Tuesday, December 11, 2007

Agony

Just a really difficult day.

I met with Emily's VP at school today for a chat about how we can help Emily go forward. It's been decided that she needs to go onto home bound schooling. Keeping the routine of daily life is very important for RSD patients so I'm not thrilled that Emily will no longer get the stimulation of her wonderful school but I know it's by far the best thing for now. I feel that Emily puts pressure on herself and that unknowingly so do the teachers. Of course they do, it's their job and Emily's teachers are just concerned that she's falling behind. Being home schooled for a while will actually catch Emily up but without the stress. We checked Em's grades and she's actually doing great on the work she can get in.

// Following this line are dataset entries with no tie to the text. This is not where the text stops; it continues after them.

use imgkit_image::{image::ensure_size, DynImage, Image, ImageError, ImageSize};

use crate::{
    color::rgb_from_gray,
    font::TextRenderer,
    resize::resize_bilinear,
    roi::copy_to_roi,
};

// Measured once to size the caption band of every row.
const SAMPLE_CAPTION: &str = "Foo1";

/// Background color of a collage canvas.
#[derive(Clone, Copy, Debug, Default, PartialEq, Eq)]
#[cfg_attr(feature = "serde", derive(serde::Serialize, serde::Deserialize))]
#[cfg_attr(feature = "serde", serde(rename_all = "lowercase"))]
pub enum Background {
    /// Black canvas, white captions.
    #[default]
    Black,
    /// White canvas, black captions.
    White,
}

impl Background {
    /// The canvas fill color.
    pub fn fill_color(&self) -> [u8; 3] {
        match self {
            Background::Black => [0, 0, 0],
            Background::White => [255, 255, 255],
        }
    }

    /// The caption color contrasting with the canvas.
    pub fn caption_color(&self) -> [u8; 3] {
        match self {
            Background::Black => [255, 255, 255],
            Background::White => [0, 0, 0],
        }
    }
}

/// Layout parameters of a collage.
#[derive(Clone, Debug, PartialEq)]
#[cfg_attr(feature = "serde", derive(serde::Serialize, serde::Deserialize))]
pub struct CollageSpec {
    /// Width of the whole canvas in pixels.
    pub image_width_px: usize,
    /// Number of images per row.
    pub col_count: usize,
    /// Gap between cells and around the border in pixels.
    pub margin_px: usize,
    /// Whether to reserve a caption band below each row and draw captions.
    pub do_captions: bool,
    /// Canvas color.
    pub background: Background,
    /// Scale handed to the text renderer.
    pub font_scale: f32,
}

/// An error type for collage rendering.
#[derive(thiserror::Error, Debug, PartialEq)]
pub enum CollageError {
    /// The layout cannot be realized.
    #[error("Invalid collage spec: {0}")]
    InvalidSpec(String),

    /// An image is neither 8-bit gray nor 8-bit BGR.
    #[error("Unsupported collage image {0} at index {1}, expected 8U or 8UC3")]
    UnsupportedImage(String, usize),

    /// An image does not share the layout of the first image.
    #[error("Collage image {0} at index {1} does not match the first image ({2})")]
    MixedLayouts(String, usize, String),

    /// Captions are given but not one per image.
    #[error("Got {0} captions for {1} images")]
    CaptionCountMismatch(usize, usize),

    /// An image operation failed.
    #[error(transparent)]
    Image(#[from] ImageError),
}

/// Cell geometry derived from a spec and the first image.
#[derive(Clone, Copy, Debug, PartialEq, Eq)]
pub struct CollageLayout {
    /// Width of each image cell.
    pub cell_width: usize,
    /// Height of each image cell.
    pub cell_height: usize,
    /// Number of grid rows.
    pub row_count: usize,
    /// Gap between the bottom of an image and its caption text.
    pub caption_margin: usize,
    /// Height reserved below each row for captions, margins included.
    pub caption_band: usize,
    /// Size of the whole canvas.
    pub canvas_size: ImageSize,
}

Emily's pain level has been up at a 9 for the last week and she's reaching the end of the line. I've been watching the barometric pressure change and the temperature fall and this has triggered a flare. I can only imagine how she feels with a constant throbbing, burning pain in her legs day and night. Tonight she reached panic mode. I could tell it was coming. Back were the tell tail signs, the rocking, the fidgeting the rubbing of the leg constantly, the pale face and the look of sheer panic in her eyes all sign I dread seeing. At 8 o clock she finally came to me and asked me to admit her to Cooks. Knowing what I know about Emily's fear of hospitals I took this as a massive cry for help and took action. I had been trying various things thought the day but nothing worked.

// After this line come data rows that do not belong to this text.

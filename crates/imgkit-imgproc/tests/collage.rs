use imgkit_image::{DynImage, Image};
use imgkit_imgproc::{
    collage::{render_collage, Background, CollageSpec},
    font::{BitmapFont, TextRenderer},
};

fn spec(do_captions: bool, background: Background) -> CollageSpec {
    CollageSpec {
        image_width_px: 70,
        col_count: 2,
        margin_px: 10,
        do_captions,
        background,
        font_scale: 1.0 / 3.0,
    }
}

fn region_is<const C: usize>(
    img: &Image<u8, C>,
    (x0, y0): (usize, usize),
    (w, h): (usize, usize),
    pixel: [u8; C],
) -> bool {
    (y0..y0 + h).all(|y| (x0..x0 + w).all(|x| img.get_pixel(x, y).ok() == Some(pixel)))
}

#[test]
fn three_images_two_columns() -> Result<(), Box<dyn std::error::Error>> {
    let images = vec![
        DynImage::Bgr8(Image::from_size_pixel([40, 40].into(), [255, 0, 0])?),
        DynImage::Bgr8(Image::from_size_pixel([40, 40].into(), [0, 255, 0])?),
        DynImage::Bgr8(Image::from_size_pixel([40, 40].into(), [0, 0, 255])?),
    ];
    let mut canvas = Image::<u8, 3>::from_size_val([5, 5].into(), 128)?;

    render_collage(&images, &[], &spec(false, Background::White), &BitmapFont, &mut canvas)?;

    // cells are (70 - 30) / 2 = 20 pixels wide and tall
    assert_eq!(canvas.width(), 70);
    assert_eq!(canvas.height(), 2 * 20 + 3 * 10);

    assert!(region_is(&canvas, (10, 10), (20, 20), [255, 0, 0]));
    assert!(region_is(&canvas, (40, 10), (20, 20), [0, 255, 0]));
    assert!(region_is(&canvas, (10, 40), (20, 20), [0, 0, 255]));
    // the fourth cell stays background
    assert!(region_is(&canvas, (40, 40), (20, 20), [255, 255, 255]));
    // so do the margins
    assert!(region_is(&canvas, (0, 0), (70, 10), [255, 255, 255]));
    assert!(region_is(&canvas, (30, 10), (10, 50), [255, 255, 255]));

    Ok(())
}

#[test]
fn gray_images_become_color() -> Result<(), Box<dyn std::error::Error>> {
    let images = vec![DynImage::Gray8(Image::from_size_val([8, 4].into(), 200)?)];
    let mut spec = spec(false, Background::Black);
    spec.col_count = 1;
    let mut canvas = Image::<u8, 3>::from_size_val([1, 1].into(), 0)?;

    render_collage(&images, &[], &spec, &BitmapFont, &mut canvas)?;

    // one 50 pixel wide cell at half the width in height
    assert_eq!(canvas.height(), 25 + 2 * 10);
    assert!(region_is(&canvas, (10, 10), (50, 25), [200, 200, 200]));
    assert!(region_is(&canvas, (0, 35), (70, 10), [0, 0, 0]));
    Ok(())
}

#[test]
fn captions_below_images() -> Result<(), Box<dyn std::error::Error>> {
    let images = vec![
        DynImage::Gray8(Image::from_size_val([20, 20].into(), 0)?),
        DynImage::Gray8(Image::from_size_val([20, 20].into(), 0)?),
    ];
    let captions = [Some("a very long caption"), None];
    let mut canvas = Image::<u8, 3>::from_size_val([1, 1].into(), 0)?;

    render_collage(
        &images,
        &captions,
        &spec(true, Background::White),
        &BitmapFont,
        &mut canvas,
    )?;

    // sample text is 7 pixels high so the band is 3 + 7 + 3
    let band = 13;
    assert_eq!(canvas.height(), 20 + 2 * 10 + band);

    let text_rows = (10 + 20 + 3)..(10 + 20 + 3 + 7);
    let dark_in = |x0: usize, x1: usize| {
        text_rows.clone().any(|y| {
            (x0..x1).any(|x| canvas.get_pixel(x, y).ok() == Some([0, 0, 0]))
        })
    };
    // the first caption is truncated to fit its cell and drawn in black
    assert!(dark_in(10, 30));
    assert!(!dark_in(0, 10));
    // the second image has no caption
    assert!(!dark_in(30, 70));

    let truncated_width = BitmapFont.text_size("abc", 1.0 / 3.0).width;
    assert_eq!(truncated_width, 18);
    Ok(())
}

#[test]
fn canvas_reallocated_each_call() -> Result<(), Box<dyn std::error::Error>> {
    let small = vec![DynImage::Gray8(Image::from_size_val([4, 4].into(), 1)?)];
    let many = vec![DynImage::Gray8(Image::from_size_val([4, 4].into(), 1)?); 5];
    let mut canvas = Image::<u8, 3>::from_size_val([1, 1].into(), 0)?;

    render_collage(&small, &[], &spec(false, Background::Black), &BitmapFont, &mut canvas)?;
    let one_row = canvas.height();
    render_collage(&many, &[], &spec(false, Background::Black), &BitmapFont, &mut canvas)?;
    assert_eq!(canvas.height(), 3 * 20 + 4 * 10);
    assert_eq!(one_row, 20 + 2 * 10);
    Ok(())
}
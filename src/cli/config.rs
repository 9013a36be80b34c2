//! Handler for the `config` command group.

use crate::config::Config;
use crate::error::Result;

/// Execute `config validate` on an already loaded configuration.
pub fn execute_validate(config: &Config) -> Result<()> {
    println!("configuration ok");
    println!("  bus.cache_size            {}", config.bus.cache_size);
    println!("  bus.dedup_window_secs     {}", config.bus.dedup_window_secs);
    println!("  bus.legacy_queue_capacity {}", config.bus.legacy_queue_capacity);
    println!("  gate.lock_path            {}", config.gate.lock_path.display());
    println!(
        "  logging                   {} ({})",
        config.logging.level, config.logging.format
    );
    Ok(())
}
//! Notification bus configuration.

use serde::Deserialize;

/// Notification bus configuration.
#[derive(Debug, Clone, Deserialize)]
pub struct BusConfig {
    /// Number of distinct dedup keys remembered (default: 2048).
    #[serde(default = "default_cache_size")]
    pub cache_size: usize,
    /// Dedup bucket length in seconds (default: 300).
    #[serde(default = "default_dedup_window_secs")]
    pub dedup_window_secs: u64,
    /// Capacity of each legacy queue receiver (default: 500).
    #[serde(default = "default_legacy_queue_capacity")]
    pub legacy_queue_capacity: usize,
}

const fn default_cache_size() -> usize {
    2048
}

const fn default_dedup_window_secs() -> u64 {
    300
}

const fn default_legacy_queue_capacity() -> usize {
    500
}

impl Default for BusConfig {
    fn default() -> Self {
        Self {
            cache_size: default_cache_size(),
            dedup_window_secs: default_dedup_window_secs(),
            legacy_queue_capacity: default_legacy_queue_capacity(),
        }
    }
}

It's almost 2 am and the last 4 hours have been spent trying to find a comfortable place for Emily to lay. A position that she can maybe catch a little sleep possibly with reduced pain. We've medicated, creamed her legs for hours because sometimes FIRM massage helps, we wrapped her legs in fleece then covered them with a heated blanket. I distracted with TV, singing, chatting, guided imagery, hand massage, reading, music and hair stroking until a highly medicated Emily fell into a drug induced sleep.

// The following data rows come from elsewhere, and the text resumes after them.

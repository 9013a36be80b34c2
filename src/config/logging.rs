//! Tracing setup for the `mork-coord` binary.
//!
//! Logs go to stderr so command output on stdout stays machine-readable.

use serde::Deserialize;
use tracing_subscriber::{fmt, EnvFilter};

/// `[logging]` section.
#[derive(Debug, Clone, Deserialize)]
#[serde(default)]
pub struct LoggingConfig {
    /// Filter directive used when `RUST_LOG` is unset, e.g. `info` or
    /// `mork_coord::gate=debug`.
    pub level: String,
    /// `pretty` or `json`.
    pub format: String,
}

impl LoggingConfig {
    fn filter(&self) -> EnvFilter {
        EnvFilter::try_from_default_env().unwrap_or_else(|_| EnvFilter::new(&self.level))
    }

    fn is_json(&self) -> bool {
        self.format == "json"
    }

    /// Install the global subscriber. A subscriber installed earlier wins,
    /// so repeated calls are no-ops.
    pub fn init(&self) {
        let builder = fmt()
            .with_env_filter(self.filter())
            .with_writer(std::io::stderr);
        let installed = if self.is_json() {
            builder.json().try_init()
        } else {
            builder.try_init()
        };
        if installed.is_err() {
            tracing::debug!("Tracing subscriber already installed");
        }
    }
}

impl Default for LoggingConfig {
    fn default() -> Self {
        Self {
            level: "info".into(),
            format: "pretty".into(),
        }
    }
}
//! Single-poller gate.
//!
//! Only one process of a fleet may poll Telegram at a time. The gate is a
//! lock file created with an atomic create-if-absent; its content is the
//! holder's PID as plain text so operators can see who holds it.
//!
//! Acquiring returns a [`PollerGuard`]. Dropping the guard (or calling
//! [`PollerGuard::release`]) removes the lock file, so the lock is released
//! on every exit path that unwinds. A process killed without unwinding
//! leaves a stale file behind; [`SingletonGate::clear`] removes it.
//!
//! # Example
//!
//! ```no_run
//! use mork_coord::gate::{Acquisition, SingletonGate};
//!
//! let gate = SingletonGate::new("/tmp/mork_poller.lock");
//! match gate.acquire()? {
//!     Acquisition::Acquired(_guard) => {
//!         // poll until shutdown; the lock is released when `_guard` drops
//!     }
//!     Acquisition::Held { holder } => {
//!         eprintln!("another poller is active: {holder:?}");
//!     }
//! }
//! # Ok::<(), mork_coord::error::GateError>(())
//! ```


use std::fs::{self, File, OpenOptions};
use std::io::{ErrorKind, Write};
use std::path::{Path, PathBuf};

use tracing::{debug, info, warn};

use crate::config::GateConfig;
use crate::error::GateError;

/// Outcome of [`SingletonGate::acquire`].
#[derive(Debug)]
#[must_use = "dropping an acquired gate releases it immediately"]
pub enum Acquisition {
    /// This process now holds the gate.
    Acquired(PollerGuard),
    /// Another holder already has the lock file.
    Held {
        /// PID recorded in the lock file, if readable.
        holder: Option<u32>,
    },
}

impl Acquisition {
    #[must_use]
    pub fn is_acquired(&self) -> bool {
        matches!(self, Self::Acquired(_))
    }

    /// The guard, if the gate was acquired.
    #[must_use]
    pub fn into_guard(self) -> Option<PollerGuard> {
        match self {
            Self::Acquired(guard) => Some(guard),
            Self::Held { .. } => None,
        }
    }
}

/// Observed state of the lock file.
#[derive(Debug, Clone, Copy, PartialEq, Eq)]
pub enum LockStatus {
    Free,
    Held {
        /// PID recorded in the lock file, if parseable.
        pid: Option<u32>,
        /// Whether that process is still running; `None` when unknown.
        alive: Option<bool>,
    },
}

/// Cross-process mutual exclusion on a lock file path.
#[derive(Debug, Clone)]
pub struct SingletonGate {
    path: PathBuf,
}

impl SingletonGate {
    pub fn new(path: impl Into<PathBuf>) -> Self {
        Self { path: path.into() }
    }

    #[must_use]
    pub fn from_config(config: &GateConfig) -> Self {
        Self::new(config.lock_path.clone())
    }

    #[must_use]
    pub fn path(&self) -> &Path {
        &self.path
    }

    /// Try to become the active poller.
    ///
    /// Creates the lock file if and only if it does not exist, in a single
    /// atomic operation, and writes this process's PID into it. An existing
    /// file yields [`Acquisition::Held`], even if this process created it.
    ///
    /// # Errors
    ///
    /// Returns [`GateError::Access`] when the file cannot be created or
    /// written for any reason other than already existing (for example a
    /// missing directory or denied permission).
    pub fn acquire(&self) -> Result<Acquisition, GateError> {
        let mut file = match OpenOptions::new()
            .write(true)
            .create_new(true)
            .open(&self.path)
        {
            Ok(file) => file,
            Err(e) if e.kind() == ErrorKind::AlreadyExists => {
                let holder = self.holder();
                debug!(path = %self.path.display(), holder = ?holder, "Poller lock already held");
                return Ok(Acquisition::Held { holder });
            }
            Err(source) => {
                return Err(GateError::Access {
                    path: self.path.clone(),
                    source,
                });
            }
        };

        let pid = std::process::id();
        if let Err(source) = write!(file, "{pid}").and_then(|()| file.flush()) {
            drop(file);
            let _ = fs::remove_file(&self.path);
            return Err(GateError::Access {
                path: self.path.clone(),
                source,
            });
        }

        info!(path = %self.path.display(), pid, "Poller lock acquired");
        Ok(Acquisition::Acquired(PollerGuard {
            path: self.path.clone(),
            file: Some(file),
            pid,
        }))
    }

    /// PID recorded in the lock file, if the file exists and parses.
    #[must_use]
    pub fn holder(&self) -> Option<u32> {
        read_pid(&self.path)
    }

    /// Inspect the lock file without modifying it.
    ///
    /// # Errors
    ///
    /// Returns [`GateError::Access`] if the file exists but cannot be read.
    pub fn status(&self) -> Result<LockStatus, GateError> {
        match fs::read_to_string(&self.path) {
            Ok(content) => {
                let pid = content.trim().parse::<u32>().ok();
                Ok(LockStatus::Held {
                    pid,
                    alive: pid.and_then(process_alive),
                })
            }
            Err(e) if e.kind() == ErrorKind::NotFound => Ok(LockStatus::Free),
            Err(source) => Err(GateError::Access {
                path: self.path.clone(),
                source,
            }),
        }
    }

    /// Remove a stale lock file left by a holder that died without
    /// releasing.
    ///
    /// Refuses while the recorded holder is known to be alive unless `force`
    /// is set. Returns whether a file was removed.
    ///
    /// # Errors
    ///
    /// Returns [`GateError::HolderAlive`] for a live holder without `force`,
    /// or [`GateError::Access`] if the file cannot be inspected or removed.
    pub fn clear(&self, force: bool) -> Result<bool, GateError> {
        match self.status()? {
            LockStatus::Free => return Ok(false),
            LockStatus::Held {
                pid: Some(pid),
                alive: Some(true),
            } if !force => return Err(GateError::HolderAlive { pid }),
            LockStatus::Held { pid, .. } => {
                warn!(path = %self.path.display(), pid = ?pid, force, "Clearing poller lock");
            }
        }

        match fs::remove_file(&self.path) {
            Ok(()) => Ok(true),
            Err(e) if e.kind() == ErrorKind::NotFound => Ok(false),
            Err(source) => Err(GateError::Access {
                path: self.path.clone(),
                source,
            }),
        }
    }
}

/// Proof of holding the gate. Releases the lock file when dropped.
#[derive(Debug)]
pub struct PollerGuard {
    path: PathBuf,
    file: Option<File>,
    pid: u32,
}

impl PollerGuard {
    #[must_use]
    pub fn path(&self) -> &Path {
        &self.path
    }

    #[must_use]
    pub fn pid(&self) -> u32 {
        self.pid
    }

    /// Whether [`release`](Self::release) has not run yet.
    #[must_use]
    pub fn is_held(&self) -> bool {
        self.file.is_some()
    }

    /// Release the gate. Best effort and idempotent: closes the handle and
    /// removes the lock file if it is still the file this guard created.
    /// Never fails.
    pub fn release(&mut self) {
        let Some(handle) = self.file.take() else {
            return;
        };

        // Compared while the handle is open so the inode cannot be recycled.
        let ours = owns_path(&handle, &self.path, self.pid);
        let mut handle = Some(handle);
        if !ours || cfg!(not(unix)) {
            // non-unix platforms cannot unlink an open file
            handle.take();
        }
        if !ours {
            debug!(path = %self.path.display(), "Poller lock no longer ours, leaving it");
            return;
        }
        match fs::remove_file(&self.path) {
            Ok(()) => info!(path = %self.path.display(), "Poller lock released"),
            Err(e) => debug!(path = %self.path.display(), error = %e, "Poller lock removal failed"),
        }
        drop(handle);
    }
}

impl Drop for PollerGuard {
    fn drop(&mut self) {
        self.release();
    }
}

/// Whether `path` still names the file behind `handle`.
///
/// A PID alone does not identify the holder: a cleared lock may be re-created
/// by another guard of the same process, or by a process with the same PID in
/// another PID namespace.
#[cfg(unix)]
fn owns_path(handle: &File, path: &Path, _pid: u32) -> bool {
    use std::os::unix::fs::MetadataExt;

    match (handle.metadata(), fs::metadata(path)) {
        (Ok(held), Ok(current)) => held.dev() == current.dev() && held.ino() == current.ino(),
        _ => false,
    }
}

#[cfg(not(unix))]
fn owns_path(_handle: &File, path: &Path, pid: u32) -> bool {
    read_pid(path) == Some(pid)
}

fn read_pid(path: &Path) -> Option<u32> {
    fs::read_to_string(path).ok()?.trim().parse().ok()
}

/// Whether `pid` names a running process.
#[cfg(unix)]
fn process_alive(pid: u32) -> Option<bool> {
    let pid = libc::pid_t::try_from(pid).ok().filter(|p| *p > 0)?;
    // Signal 0 only checks that the process exists and may be signalled.
    let rc = unsafe { libc::kill(pid, 0) };
    if rc == 0 {
        return Some(true);
    }
    match std::io::Error::last_os_error().raw_os_error() {
        Some(libc::EPERM) => Some(true),
        Some(libc::ESRCH) => Some(false),
        _ => None,
    }
}

#[cfg(not(unix))]
fn process_alive(_pid: u32) -> Option<bool> {
    None
}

Do I take her to the ER only to have them keep us waiting and not know what to do. Would our Neurologist be on call because if not it'll be a waste of time. Should I watch her all night in case she reacts badly to the medication that she's been off for a while. Will she wake up screaming, will she wake up? Can anyone ever truly help us ...

Back to that sick in the pit of your stomach feeling, back to the desperation and despair and back to the worst feeling of helplessness that you'll ever know. Am I supposed to sleep now? How can I sleep knowing what I know? Instead I write here in the hope that typing my thoughts will empty my head enough for me to keep going.

Tomorrow I start making calls to try to get Emily into Dr Shelly's hospital in Pennsylvania. I know the waiting list is long and the expense is high but I think we need to go.

1 comment:

burrsmom said...

Anything you need, we'll make it happen!!